ただし、その後の作業はあくまでもオーダー表にしたがって行なわれるので、まくらもとの表記は単に出ているだけの状態であって、散瞳等左右の間違いはないのだが、たまたまやってきた息子というのが、地元のペラ紙一枚のミニコミ夕刊紙の記者(といえるのか?w)だったらしい。

病院では、確認はしきれないこともあり患者側にも協力をお願いするとわざわざ説明文も配布している。
術眼については、実際に間違ったわけでもなく、また表記ミスに気がつけばそこで訂正を入れればいい話。だいたい数日前の網膜剥離手術後のガス抜きであるから、現場で間違えようがない。

ところがその記者は、医療事故だと騒ぎ始め、ミニコミ紙には、あやうく手術されるところだったと患者の家族は怒っているとか書いた。

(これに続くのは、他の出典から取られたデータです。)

//! SQLite-backed contact store.
//!
//! # Responsibilities
//! - Own the connection pool and the contacts table schema
//! - Translate store operations into single SQL statements
//!
//! # Design Decisions
//! - `phone` carries a UNIQUE constraint so concurrent inserts of the same
//!   number cannot both land; the violation surfaces to the service layer
//! - AUTOINCREMENT keeps row ids monotonically increasing and never reused
//! - Schema is created on connect; there is no migration tooling

use std::str::FromStr;

use sqlx::sqlite::{SqliteConnectOptions, SqlitePoolOptions};
use sqlx::SqlitePool;

use crate::config::DatabaseConfig;
use crate::contacts::model::{Contact, ContactDraft};

const SCHEMA: &str = "\
CREATE TABLE IF NOT EXISTS contacts (
    id      INTEGER PRIMARY KEY AUTOINCREMENT,
    name    TEXT NOT NULL,
    phone   TEXT NOT NULL UNIQUE,
    email   TEXT,
    address TEXT
)";

/// Handle on the contacts table, cheap to clone and share.
#[derive(Debug, Clone)]
pub struct ContactStore {
    pool: SqlitePool,
}

impl ContactStore {
    /// Connect to the database named by the config and ensure the schema
    /// exists. The database file is created when missing.
    pub async fn connect(config: &DatabaseConfig) -> Result<Self, sqlx::Error> {
        let options = SqliteConnectOptions::from_str(&config.url)?.create_if_missing(true);
        let pool = SqlitePoolOptions::new()
            .min_connections(1)
            .max_connections(config.max_connections)
            .connect_with(options)
            .await?;

        let store = Self { pool };
        store.init_schema().await?;
        Ok(store)
    }

    async fn init_schema(&self) -> Result<(), sqlx::Error> {
        sqlx::query(SCHEMA).execute(&self.pool).await?;
        Ok(())
    }

    /// All contacts, newest first.
    pub async fn fetch_all(&self) -> Result<Vec<Contact>, sqlx::Error> {
        sqlx::query_as::<_, Contact>(
            "SELECT id, name, phone, email, address FROM contacts ORDER BY id DESC",
        )
        .fetch_all(&self.pool)
        .await
    }

    pub async fn fetch_by_id(&self, id: i64) -> Result<Option<Contact>, sqlx::Error> {
        sqlx::query_as::<_, Contact>(
            "SELECT id, name, phone, email, address FROM contacts WHERE id = ?1",
        )
        .bind(id)
        .fetch_optional(&self.pool)
        .await
    }

    /// Whether any contact other than `exclude` already uses this phone.
    pub async fn phone_in_use(
        &self,
        phone: &str,
        exclude: Option<i64>,
    ) -> Result<bool, sqlx::Error> {
        let existing = match exclude {
            Some(id) => {
                sqlx::query_scalar::<_, i64>(
                    "SELECT id FROM contacts WHERE phone = ?1 AND id <> ?2 LIMIT 1",
                )
                .bind(phone)
                .bind(id)
                .fetch_optional(&self.pool)
                .await?
            }
            None => {
                sqlx::query_scalar::<_, i64>("SELECT id FROM contacts WHERE phone = ?1 LIMIT 1")
                    .bind(phone)
                    .fetch_optional(&self.pool)
                    .await?
            }
        };
        Ok(existing.is_some())
    }

    /// Insert a row and return its assigned id.
    pub async fn insert(&self, draft: &ContactDraft) -> Result<i64, sqlx::Error> {
        let result =
            sqlx::query("INSERT INTO contacts (name, phone, email, address) VALUES (?1, ?2, ?3, ?4)")
                .bind(&draft.name)
                .bind(&draft.phone)
                .bind(&draft.email)
                .bind(&draft.address)
                .execute(&self.pool)
                .await?;
        Ok(result.last_insert_rowid())
    }

    /// Replace every mutable field of a row. Returns rows affected.
    pub async fn update(&self, id: i64, draft: &ContactDraft) -> Result<u64, sqlx::Error> {
        let result = sqlx::query(
            "UPDATE contacts SET name = ?1, phone = ?2, email = ?3, address = ?4 WHERE id = ?5",
        )
        .bind(&draft.name)
        .bind(&draft.phone)
        .bind(&draft.email)
        .bind(&draft.address)
        .bind(id)
        .execute(&self.pool)
        .await?;
        Ok(result.rows_affected())
    }

    /// Hard-delete a row. Returns rows affected.
    pub async fn delete(&self, id: i64) -> Result<u64, sqlx::Error> {
        let result = sqlx::query("DELETE FROM contacts WHERE id = ?1")
            .bind(id)
            .execute(&self.pool)
            .await?;
        Ok(result.rows_affected())
    }
}

/// Whether a store error is the phone UNIQUE constraint firing.
pub fn is_unique_violation(err: &sqlx::Error) -> bool {
    matches!(
        err,
        sqlx::Error::Database(db) if db.kind() == sqlx::error::ErrorKind::UniqueViolation
    )
}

そもそも家族=記者で記事を出すこと自体アンフェアなのだが、何を説明しても聞く耳持たず、結局ナースや眼科部長には、問題になる可能性のある間違いをした(ヒヤリハットでいえば0度相当なんだが)と、注意文が組織から出たという。

で、それについて何か対策するのかと記者はうれしそうに突っ込むのだそうだ。
各ステップで個人が気をつければいいはなしで、ヒューマンエラーは仕方がない、変に確認作業をわざわざいれれば、エラーを起こすステップが増えるだけなんだし、現状を変える必要はないと、彼は看護部の担当にいったそうだが、そしてみなそう思っているのだが、記者に対して実際にどういう対応になっているのか考えたくもないといった。
懸命に手術や看護して、こんなところで実害もないのに騒がれるって本当に馬鹿らしくなるわね、そりゃ。
彼は「○○紙に、不正確な報道がおこなわれたことから、当院眼科としては今後同紙の取材は拒否します」と外来に張り出そうか、といっていた。


記事のねたにできてうれしかったのかもしれない。しかし、ほとんどいちゃもんである。エラーは必ずおきるが、引っかかるようになっていれば、そして実際に害が出たのでなければ、それでよしとするべきだろう。